Stored items
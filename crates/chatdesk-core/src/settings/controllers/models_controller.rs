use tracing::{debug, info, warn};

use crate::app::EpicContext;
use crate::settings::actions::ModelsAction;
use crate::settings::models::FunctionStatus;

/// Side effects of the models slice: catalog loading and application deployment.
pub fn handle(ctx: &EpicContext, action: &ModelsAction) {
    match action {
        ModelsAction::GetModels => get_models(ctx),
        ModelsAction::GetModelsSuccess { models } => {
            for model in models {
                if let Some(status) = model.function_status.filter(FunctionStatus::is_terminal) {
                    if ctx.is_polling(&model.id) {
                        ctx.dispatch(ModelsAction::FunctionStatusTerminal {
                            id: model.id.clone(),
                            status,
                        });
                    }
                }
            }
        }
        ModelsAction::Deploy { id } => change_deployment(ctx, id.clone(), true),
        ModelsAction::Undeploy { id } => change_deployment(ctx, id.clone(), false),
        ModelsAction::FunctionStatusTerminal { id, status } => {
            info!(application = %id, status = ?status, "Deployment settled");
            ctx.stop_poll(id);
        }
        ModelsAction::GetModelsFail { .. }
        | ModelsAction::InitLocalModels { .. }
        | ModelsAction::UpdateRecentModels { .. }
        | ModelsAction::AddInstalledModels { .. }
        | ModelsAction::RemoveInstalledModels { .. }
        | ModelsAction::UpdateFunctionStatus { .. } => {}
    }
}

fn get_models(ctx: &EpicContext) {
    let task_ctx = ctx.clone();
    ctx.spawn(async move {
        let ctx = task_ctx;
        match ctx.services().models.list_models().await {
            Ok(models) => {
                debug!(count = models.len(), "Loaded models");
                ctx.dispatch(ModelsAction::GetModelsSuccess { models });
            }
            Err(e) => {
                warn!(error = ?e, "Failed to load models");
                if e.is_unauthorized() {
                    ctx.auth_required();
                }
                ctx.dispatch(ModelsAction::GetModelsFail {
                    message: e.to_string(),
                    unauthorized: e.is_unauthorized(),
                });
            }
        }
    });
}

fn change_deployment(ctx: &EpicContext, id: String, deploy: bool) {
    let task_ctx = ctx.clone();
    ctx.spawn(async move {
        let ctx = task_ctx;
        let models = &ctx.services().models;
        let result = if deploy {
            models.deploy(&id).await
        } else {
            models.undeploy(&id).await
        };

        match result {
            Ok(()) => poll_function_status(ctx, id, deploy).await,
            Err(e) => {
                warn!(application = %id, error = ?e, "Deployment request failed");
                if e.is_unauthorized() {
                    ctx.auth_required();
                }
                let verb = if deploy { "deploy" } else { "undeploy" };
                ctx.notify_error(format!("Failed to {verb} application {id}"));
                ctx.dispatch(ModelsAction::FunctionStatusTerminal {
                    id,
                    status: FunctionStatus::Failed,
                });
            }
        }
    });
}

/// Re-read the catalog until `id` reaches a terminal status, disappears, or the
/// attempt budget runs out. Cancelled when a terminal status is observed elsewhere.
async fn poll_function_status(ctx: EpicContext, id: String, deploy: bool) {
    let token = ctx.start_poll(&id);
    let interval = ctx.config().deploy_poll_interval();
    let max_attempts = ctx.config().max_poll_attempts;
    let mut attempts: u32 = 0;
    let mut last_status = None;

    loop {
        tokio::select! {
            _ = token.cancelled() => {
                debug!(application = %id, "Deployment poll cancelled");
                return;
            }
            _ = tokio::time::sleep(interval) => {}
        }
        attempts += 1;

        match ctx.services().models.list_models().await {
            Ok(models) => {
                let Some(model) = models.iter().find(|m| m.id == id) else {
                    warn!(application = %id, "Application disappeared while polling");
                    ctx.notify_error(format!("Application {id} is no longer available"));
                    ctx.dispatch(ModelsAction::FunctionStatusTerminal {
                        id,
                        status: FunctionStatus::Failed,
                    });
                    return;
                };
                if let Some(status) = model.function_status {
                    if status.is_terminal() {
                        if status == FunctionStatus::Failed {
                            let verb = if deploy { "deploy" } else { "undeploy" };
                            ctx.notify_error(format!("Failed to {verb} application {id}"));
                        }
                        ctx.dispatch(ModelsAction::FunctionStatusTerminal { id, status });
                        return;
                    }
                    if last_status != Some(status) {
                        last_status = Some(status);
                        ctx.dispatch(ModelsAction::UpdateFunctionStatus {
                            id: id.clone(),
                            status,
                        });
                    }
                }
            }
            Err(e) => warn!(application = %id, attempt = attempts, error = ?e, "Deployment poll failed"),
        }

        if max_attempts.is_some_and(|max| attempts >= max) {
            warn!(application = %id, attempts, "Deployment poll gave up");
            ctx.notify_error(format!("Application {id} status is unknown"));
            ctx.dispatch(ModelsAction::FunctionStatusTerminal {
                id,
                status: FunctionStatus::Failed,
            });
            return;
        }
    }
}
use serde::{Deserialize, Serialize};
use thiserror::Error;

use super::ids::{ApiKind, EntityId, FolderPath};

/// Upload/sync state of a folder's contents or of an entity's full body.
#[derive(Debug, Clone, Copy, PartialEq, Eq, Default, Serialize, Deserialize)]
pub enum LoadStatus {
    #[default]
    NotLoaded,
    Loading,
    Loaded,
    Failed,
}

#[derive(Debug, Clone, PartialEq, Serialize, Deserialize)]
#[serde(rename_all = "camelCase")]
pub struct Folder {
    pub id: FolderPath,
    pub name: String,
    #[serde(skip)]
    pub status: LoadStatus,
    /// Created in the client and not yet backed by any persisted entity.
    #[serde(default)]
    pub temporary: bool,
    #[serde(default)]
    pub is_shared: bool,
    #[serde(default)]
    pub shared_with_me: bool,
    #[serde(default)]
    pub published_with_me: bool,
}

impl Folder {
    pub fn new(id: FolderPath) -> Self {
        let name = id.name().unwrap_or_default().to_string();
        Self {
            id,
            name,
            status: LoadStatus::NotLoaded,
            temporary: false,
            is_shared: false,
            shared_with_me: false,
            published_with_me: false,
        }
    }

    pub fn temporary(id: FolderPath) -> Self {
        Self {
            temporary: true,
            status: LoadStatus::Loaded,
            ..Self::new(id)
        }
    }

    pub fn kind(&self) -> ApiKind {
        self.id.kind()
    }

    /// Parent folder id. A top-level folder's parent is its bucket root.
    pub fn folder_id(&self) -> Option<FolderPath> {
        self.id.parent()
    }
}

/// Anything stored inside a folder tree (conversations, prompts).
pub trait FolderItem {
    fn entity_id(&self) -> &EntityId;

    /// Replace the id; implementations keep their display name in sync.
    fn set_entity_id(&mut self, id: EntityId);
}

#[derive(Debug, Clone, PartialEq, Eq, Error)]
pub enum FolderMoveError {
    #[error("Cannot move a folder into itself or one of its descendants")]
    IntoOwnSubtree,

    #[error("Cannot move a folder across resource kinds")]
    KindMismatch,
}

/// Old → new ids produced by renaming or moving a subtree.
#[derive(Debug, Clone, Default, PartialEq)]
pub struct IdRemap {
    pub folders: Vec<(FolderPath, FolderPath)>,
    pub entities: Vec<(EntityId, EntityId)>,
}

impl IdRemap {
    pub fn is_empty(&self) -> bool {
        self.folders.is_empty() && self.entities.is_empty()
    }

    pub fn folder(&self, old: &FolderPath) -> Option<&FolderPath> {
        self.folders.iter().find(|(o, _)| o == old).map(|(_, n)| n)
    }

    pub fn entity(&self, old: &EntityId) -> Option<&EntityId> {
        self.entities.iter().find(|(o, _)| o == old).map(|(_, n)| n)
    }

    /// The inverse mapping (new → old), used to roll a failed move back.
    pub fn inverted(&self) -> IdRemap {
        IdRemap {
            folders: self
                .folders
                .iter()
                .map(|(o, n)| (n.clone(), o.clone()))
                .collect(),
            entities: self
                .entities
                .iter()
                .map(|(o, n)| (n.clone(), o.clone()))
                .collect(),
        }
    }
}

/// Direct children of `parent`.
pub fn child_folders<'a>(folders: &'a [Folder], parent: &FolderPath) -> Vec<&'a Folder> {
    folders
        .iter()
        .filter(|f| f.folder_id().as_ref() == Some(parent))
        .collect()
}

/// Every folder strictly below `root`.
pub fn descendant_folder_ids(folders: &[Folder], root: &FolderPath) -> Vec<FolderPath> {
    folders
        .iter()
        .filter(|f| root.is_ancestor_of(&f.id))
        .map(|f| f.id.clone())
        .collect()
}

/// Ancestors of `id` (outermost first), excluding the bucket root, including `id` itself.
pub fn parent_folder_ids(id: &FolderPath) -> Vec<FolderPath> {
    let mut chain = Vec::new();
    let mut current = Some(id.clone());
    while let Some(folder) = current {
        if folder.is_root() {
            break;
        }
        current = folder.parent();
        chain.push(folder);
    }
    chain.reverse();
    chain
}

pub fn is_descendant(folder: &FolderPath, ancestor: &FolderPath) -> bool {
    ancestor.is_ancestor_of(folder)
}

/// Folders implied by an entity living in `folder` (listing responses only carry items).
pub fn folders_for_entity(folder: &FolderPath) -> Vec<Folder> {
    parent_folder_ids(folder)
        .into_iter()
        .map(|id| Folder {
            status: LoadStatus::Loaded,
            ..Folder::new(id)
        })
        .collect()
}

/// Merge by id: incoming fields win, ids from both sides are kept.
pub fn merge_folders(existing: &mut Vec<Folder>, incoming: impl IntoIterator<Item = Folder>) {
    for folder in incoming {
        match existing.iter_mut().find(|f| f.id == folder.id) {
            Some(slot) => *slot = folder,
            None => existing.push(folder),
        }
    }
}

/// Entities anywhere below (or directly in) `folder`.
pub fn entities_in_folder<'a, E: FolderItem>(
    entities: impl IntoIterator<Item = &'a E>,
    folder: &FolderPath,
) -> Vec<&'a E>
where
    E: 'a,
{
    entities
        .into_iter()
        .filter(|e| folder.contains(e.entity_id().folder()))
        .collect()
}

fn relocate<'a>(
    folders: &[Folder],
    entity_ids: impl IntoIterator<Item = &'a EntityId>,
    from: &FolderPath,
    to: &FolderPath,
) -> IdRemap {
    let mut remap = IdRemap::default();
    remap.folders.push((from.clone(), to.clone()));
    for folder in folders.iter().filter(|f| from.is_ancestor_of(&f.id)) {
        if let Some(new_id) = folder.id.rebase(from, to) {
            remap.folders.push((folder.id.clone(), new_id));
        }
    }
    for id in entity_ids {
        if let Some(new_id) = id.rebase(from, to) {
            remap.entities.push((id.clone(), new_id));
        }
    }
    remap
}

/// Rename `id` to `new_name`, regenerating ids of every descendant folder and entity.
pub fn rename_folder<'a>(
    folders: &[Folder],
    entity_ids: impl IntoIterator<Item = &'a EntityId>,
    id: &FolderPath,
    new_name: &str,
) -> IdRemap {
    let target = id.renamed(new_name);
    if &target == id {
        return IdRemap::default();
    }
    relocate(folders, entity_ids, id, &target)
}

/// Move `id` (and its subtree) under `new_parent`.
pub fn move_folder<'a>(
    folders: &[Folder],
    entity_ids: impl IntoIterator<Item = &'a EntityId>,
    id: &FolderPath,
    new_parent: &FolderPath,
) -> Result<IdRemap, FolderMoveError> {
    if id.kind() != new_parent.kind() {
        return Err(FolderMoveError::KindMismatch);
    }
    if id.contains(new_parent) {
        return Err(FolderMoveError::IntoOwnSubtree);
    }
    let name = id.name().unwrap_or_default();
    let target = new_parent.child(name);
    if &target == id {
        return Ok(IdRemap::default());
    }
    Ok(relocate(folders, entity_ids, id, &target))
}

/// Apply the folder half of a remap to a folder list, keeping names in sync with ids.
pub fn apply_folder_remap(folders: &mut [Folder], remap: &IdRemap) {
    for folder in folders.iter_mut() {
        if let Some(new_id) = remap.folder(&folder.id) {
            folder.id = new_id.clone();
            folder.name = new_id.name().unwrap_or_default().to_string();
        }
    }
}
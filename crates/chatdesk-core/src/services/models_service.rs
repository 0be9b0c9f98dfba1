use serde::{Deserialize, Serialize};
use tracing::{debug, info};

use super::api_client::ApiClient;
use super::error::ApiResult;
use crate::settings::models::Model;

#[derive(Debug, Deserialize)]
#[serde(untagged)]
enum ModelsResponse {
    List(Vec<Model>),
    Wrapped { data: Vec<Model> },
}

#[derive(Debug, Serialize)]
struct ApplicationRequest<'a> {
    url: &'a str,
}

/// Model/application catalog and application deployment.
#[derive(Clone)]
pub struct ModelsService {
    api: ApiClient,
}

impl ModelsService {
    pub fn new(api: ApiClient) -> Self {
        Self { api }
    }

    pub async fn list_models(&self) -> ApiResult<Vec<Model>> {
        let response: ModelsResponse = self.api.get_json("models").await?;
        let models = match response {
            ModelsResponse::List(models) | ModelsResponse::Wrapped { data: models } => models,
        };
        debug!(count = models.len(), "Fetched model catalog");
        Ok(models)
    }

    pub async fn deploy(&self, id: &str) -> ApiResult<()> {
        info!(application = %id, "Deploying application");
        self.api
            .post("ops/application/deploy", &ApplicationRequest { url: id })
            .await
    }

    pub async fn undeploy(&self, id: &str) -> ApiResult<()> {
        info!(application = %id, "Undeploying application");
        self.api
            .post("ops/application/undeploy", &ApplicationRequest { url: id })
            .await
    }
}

*ABOUT THIS TASK*
Among the lines above, please find those with "ModelsResponse" and copy them.

*RESPONSE AREA*
enum ModelsResponse {
        let response: ModelsResponse = self.api.get_json("models").await?;
            ModelsResponse::List(models) | ModelsResponse::Wrapped { data: models } => models,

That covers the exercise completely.